Het Guggenheim Museum in New York gaat van zijn 170 Kandinsky's er 50 verkopen bij Sotheby. Aangenomen dat ze de beste wel zelf zullen houden, kan men deze verkoop bestempelen als een verstandige, immers van het geld kan men andere schilderijen kopen die ontbreken aan de collectie, en bovendien: wat moet je als dynamisch museum met 170 Kandinsky's, je kan moeilijk ieder jaar een Kandinsky-retrospective houden. Plant je deze situatie echter over naar Nederland, dan begin je toch te twijfelen. Mr. de Wilde heeft verklaard dat er aan het bezit van het Stedelijk het nodige ontbreekt, en hij wil de lege plekken aan zijn wanden door aankopen opvullen. Akkoord! Maar hoe komt hij aan het geld? Van de gemeente, maar zo erg scheutig is de gemeente nu ook weer niet. Waarom zou het Stedelijk niet net als het Guggenheim-museum vijftig van zijn Van Goghs verkopen om met het geld de ontbrekende stukken aan te zuiveren? Een van de redenen is ongetwijfeld dat het niet kan en mag van ir. Van Gogh, Vincents oppassende neefje. Maar zelfs al zou deze niets in de melk te brokken hebben, dan nog is het ondenkbaar dat het Stedelijk ook maar iets zou kunnen verkopen van de Van Goghs. Alle Nederlandse aardappeleters zouden onder auspiciën van het Openbaar Kunstbezit in opstand komen!

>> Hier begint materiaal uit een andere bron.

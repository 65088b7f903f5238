//! # Cell Temperature
//!
//! Steady-state cell temperature from plane-of-array irradiance, ambient
//! temperature and wind. Every model here returns the ambient temperature in
//! the dark, rises with irradiance and falls (or stays flat) with wind.

use serde::{Deserialize, Serialize};
use strum::{Display, EnumIter, EnumString};

use crate::domain::PanelArray;
use crate::error::{Result, SimError};

/// Irradiance at which the SAPM conduction offset is specified, W/m²
const SAPM_REFERENCE_IRRADIANCE: f64 = 1000.0;
/// NOCT test conditions: 800 W/m², 20°C ambient, 1 m/s wind
const NOCT_IRRADIANCE: f64 = 800.0;
const NOCT_AMBIENT: f64 = 20.0;
const DEFAULT_NOCT: f64 = 45.0;

/// Thermal model identifier, as used in configuration
#[derive(
    Debug, Clone, Copy, Default, PartialEq, Eq, Display, EnumString, EnumIter, Serialize, Deserialize,
)]
#[strum(serialize_all = "snake_case")]
#[serde(rename_all = "snake_case")]
pub enum ThermalModelKind {
    #[default]
    Faiman,
    Sapm,
    Pvsyst,
    GenericLinear,
    Noct,
}

/// Thermal model with its parameters
#[derive(Debug, Clone, Copy, PartialEq, Serialize, Deserialize)]
#[serde(tag = "model", rename_all = "snake_case")]
pub enum ThermalModel {
    /// Radiative/convective heat balance, Faiman (2008): `u0 + u1·ws`
    Faiman { u0: f64, u1: f64 },
    /// Sandia array performance model (King 2004)
    Sapm { a: f64, b: f64, delta_t: f64 },
    /// PVsyst heat loss factor model
    Pvsyst {
        u_c: f64,
        u_v: f64,
        module_efficiency: f64,
        absorptance: f64,
    },
    /// Linear heat loss with an absorbed-irradiance numerator
    GenericLinear {
        u_const: f64,
        du_wind: f64,
        module_efficiency: f64,
        absorptance: f64,
    },
    /// Datasheet NOCT with a wind correction normalised to 1 m/s
    Noct { noct_c: f64 },
}

impl ThermalModel {
    /// Standard parameter set for a model, filled from the panel where the
    /// model needs module data.
    pub fn standard(kind: ThermalModelKind, panel: &PanelArray) -> Self {
        match kind {
            ThermalModelKind::Faiman => ThermalModel::Faiman { u0: 25.0, u1: 6.84 },
            // open rack, glass/glass
            ThermalModelKind::Sapm => ThermalModel::Sapm {
                a: -3.47,
                b: -0.0594,
                delta_t: 3.0,
            },
            ThermalModelKind::Pvsyst => ThermalModel::Pvsyst {
                u_c: 29.0,
                u_v: 0.0,
                module_efficiency: panel.efficiency(),
                absorptance: 0.9,
            },
            ThermalModelKind::GenericLinear => ThermalModel::GenericLinear {
                u_const: 29.0,
                du_wind: 0.0,
                module_efficiency: panel.efficiency(),
                absorptance: 0.9,
            },
            ThermalModelKind::Noct => ThermalModel::Noct {
                noct_c: panel.noct_c().unwrap_or(DEFAULT_NOCT),
            },
        }
    }

    pub fn kind(&self) -> ThermalModelKind {
        match self {
            ThermalModel::Faiman { .. } => ThermalModelKind::Faiman,
            ThermalModel::Sapm { .. } => ThermalModelKind::Sapm,
            ThermalModel::Pvsyst { .. } => ThermalModelKind::Pvsyst,
            ThermalModel::GenericLinear { .. } => ThermalModelKind::GenericLinear,
            ThermalModel::Noct { .. } => ThermalModelKind::Noct,
        }
    }

    /// Rejects parameter sets that would break the monotonicity guarantees.
    pub fn validate(&self) -> Result<()> {
        let bad = |name: &str, reason: &str| Err(SimError::invalid(name, reason.to_string()));
        match *self {
            ThermalModel::Faiman { u0, u1 } => {
                if !(u0 > 0.0) {
                    return bad("u0", "must be > 0");
                }
                if !(u1 >= 0.0) {
                    return bad("u1", "must be >= 0");
                }
            }
            ThermalModel::Sapm { a, b, delta_t } => {
                if !a.is_finite() {
                    return bad("a", "must be finite");
                }
                if !(b <= 0.0) {
                    return bad("b", "must be <= 0 so wind cools the module");
                }
                if !(delta_t >= 0.0) {
                    return bad("delta_t", "must be >= 0");
                }
            }
            ThermalModel::Pvsyst {
                u_c: u_const,
                u_v: du_wind,
                module_efficiency,
                absorptance,
            }
            | ThermalModel::GenericLinear {
                u_const,
                du_wind,
                module_efficiency,
                absorptance,
            } => {
                if !(u_const > 0.0) {
                    return bad("u_const", "must be > 0");
                }
                if !(du_wind >= 0.0) {
                    return bad("du_wind", "must be >= 0");
                }
                if !(0.0..1.0).contains(&module_efficiency) {
                    return bad("module_efficiency", "must be within [0, 1)");
                }
                if !(0.0..=1.0).contains(&absorptance) {
                    return bad("absorptance", "must be within [0, 1]");
                }
            }
            ThermalModel::Noct { noct_c } => {
                if !(noct_c > NOCT_AMBIENT && noct_c <= 80.0) {
                    return bad("noct_c", "must be within (20, 80]");
                }
            }
        }
        Ok(())
    }
}

/// Cell temperature in °C.
pub fn cell_temperature(
    poa_global: f64,
    ambient_temp_c: f64,
    wind_speed: f64,
    model: &ThermalModel,
) -> Result<f64> {
    if !(wind_speed >= 0.0) {
        return Err(SimError::invalid(
            "wind_speed",
            format!("must be >= 0, got {wind_speed}"),
        ));
    }
    if !(poa_global >= 0.0) {
        return Err(SimError::invalid(
            "poa_global",
            format!("must be >= 0, got {poa_global}"),
        ));
    }
    model.validate()?;

    let rise = match *model {
        ThermalModel::Faiman { u0, u1 } => poa_global / (u0 + u1 * wind_speed),
        ThermalModel::Sapm { a, b, delta_t } => {
            poa_global * (a + b * wind_speed).exp()
                + poa_global / SAPM_REFERENCE_IRRADIANCE * delta_t
        }
        ThermalModel::Pvsyst {
            u_c,
            u_v,
            module_efficiency,
            absorptance,
        } => absorptance * poa_global * (1.0 - module_efficiency) / (u_c + u_v * wind_speed),
        ThermalModel::GenericLinear {
            u_const,
            du_wind,
            module_efficiency,
            absorptance,
        } => {
            poa_global * (absorptance - module_efficiency).max(0.0)
                / (u_const + du_wind * wind_speed)
        }
        ThermalModel::Noct { noct_c } => {
            poa_global / NOCT_IRRADIANCE * (noct_c - NOCT_AMBIENT) * 9.5 / (5.7 + 3.8 * wind_speed)
        }
    };
    Ok(ambient_temp_c + rise)
}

Het wordt hoog tijd dat er eens stringente onderlinge verkeersregels worden opgesteld Wat is kwetsend?, wat is blasfemie?, wanneer trap je op iemands tenen?, en hoe hoog dient, bij een bloedproef, het promille gevoeligheid in de tenen te zijn om nog au sérieux te worden genomen? In St.-Maartensdijk werd de naam van Prinses Irene van de school afgeschroefd. Afgezien van ‘the slap in the face’ die dit voor de Koninklijke Familie moet hebben betekend, is het duidelijk dat van alle Goden die aanbeden worden die van St.-Maartensdijk de kinderachtigste is. En wat te denken van de kerkdienst die op het massamedium de televisie op zondag 2 februari werd uitgezonden vanuit de gereformeerde Bloemcampkerk te Wassenaar-Zuid? Op een gegeven moment vouwde ds. P. de handen en zei: ‘Wij bidden nu voor Prinses Irene die deze week een groot deel van het Nederlandse volk bedroefd heeft’. Is dat geen misbruik maken van het gebed?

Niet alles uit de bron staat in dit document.